The doctor came. It was Christmas Day and he had a large family and was a good deal more grumpy than the plumber had been, but he did come, and my respect for Henry sky-rocketted when the official diagnosis proved to agree in every respect with his. ‘Don’t try to give him milk. Just sugar-water, or weak sweet tea—whatever he’ll take. Plus a teaspoonful of this three times a day for ten days.’ He gave me a bottle of thick yellow medicine which was the antibiotics. Dottie curled her lip at it, but I grabbed it gratefully and stuffed the first dose into him as quickly as I could. ‘Liquid, liquid and more liquid,’ said the doctor. ‘If he seems prostrated, get him to hospital. I’ll come in again this evening.’ He sighed as he said this, and I knew then how serious it was.

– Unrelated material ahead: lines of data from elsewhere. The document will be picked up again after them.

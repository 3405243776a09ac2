// Runtime settings: built-in defaults, then an optional lobx.toml, then LOBX_* env vars.

use std::time::Duration;

use ::config::builder::{ConfigBuilder, DefaultState};
use ::config::{Config, ConfigError, Environment, File};
use serde::Deserialize;

use crate::market_data::adapters::{coinbase, gemini};

#[derive(Debug, Clone, Deserialize)]
pub struct Settings {
    /// Quantity estimated when `--qty` is not given
    pub default_qty: f64,
    /// Label printed in the report
    pub base_asset: String,
    pub cooldown_ms: u64,
    pub fetch_timeout_ms: u64,
    /// Used when RUST_LOG is unset
    pub log_filter: String,
    pub coinbase_url: String,
    pub gemini_url: String,
    /// Prometheus listener, only with the `metrics-exporter` feature
    pub metrics_port: u16,
}

impl Settings {
    pub fn load() -> Result<Self, ConfigError> {
        Self::builder()?
            .add_source(File::with_name("lobx").required(false))
            .add_source(Environment::with_prefix("LOBX").try_parsing(true))
            .build()?
            .try_deserialize::<Self>()?
            .validated()
    }

    // Defaults only, no file or environment
    pub fn defaults() -> Result<Self, ConfigError> {
        Self::builder()?.build()?.try_deserialize()
    }

    fn builder() -> Result<ConfigBuilder<DefaultState>, ConfigError> {
        Config::builder()
            .set_default("default_qty", 10.0)?
            .set_default("base_asset", "BTC")?
            .set_default("cooldown_ms", 2_000)?
            .set_default("fetch_timeout_ms", 10_000)?
            .set_default("log_filter", "info")?
            .set_default("coinbase_url", coinbase::DEFAULT_URL)?
            .set_default("gemini_url", gemini::DEFAULT_URL)?
            .set_default("metrics_port", 9000)
    }

    fn validated(self) -> Result<Self, ConfigError> {
        if !(self.default_qty.is_finite() && self.default_qty > 0.0) {
            return Err(ConfigError::Message(format!(
                "invalid quantity {}: default_qty must be a positive, finite number",
                self.default_qty
            )));
        }
        if self.fetch_timeout_ms == 0 {
            return Err(ConfigError::Message("fetch_timeout_ms must be non-zero".into()));
        }
        Ok(self)
    }

    pub fn cooldown(&self) -> Duration {
        Duration::from_millis(self.cooldown_ms)
    }

    pub fn fetch_timeout(&self) -> Duration {
        Duration::from_millis(self.fetch_timeout_ms)
    }
}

When he’d gone, I suddenly said, ‘But the car’s not working. How could I get him to hospital?’ I looked desperately at Henry, who hesitated only a moment and then said, ‘I’ll stick around. My people will understand.’ I felt as if he were my dearest, closest friend, the most reliable, kind and beloved person in my life. I wanted to hang round his neck and kiss him and thank him. I suppose something of this must have shown in my expression, because he became quite embarrassed and said it was nothing at all, absolutely nothing.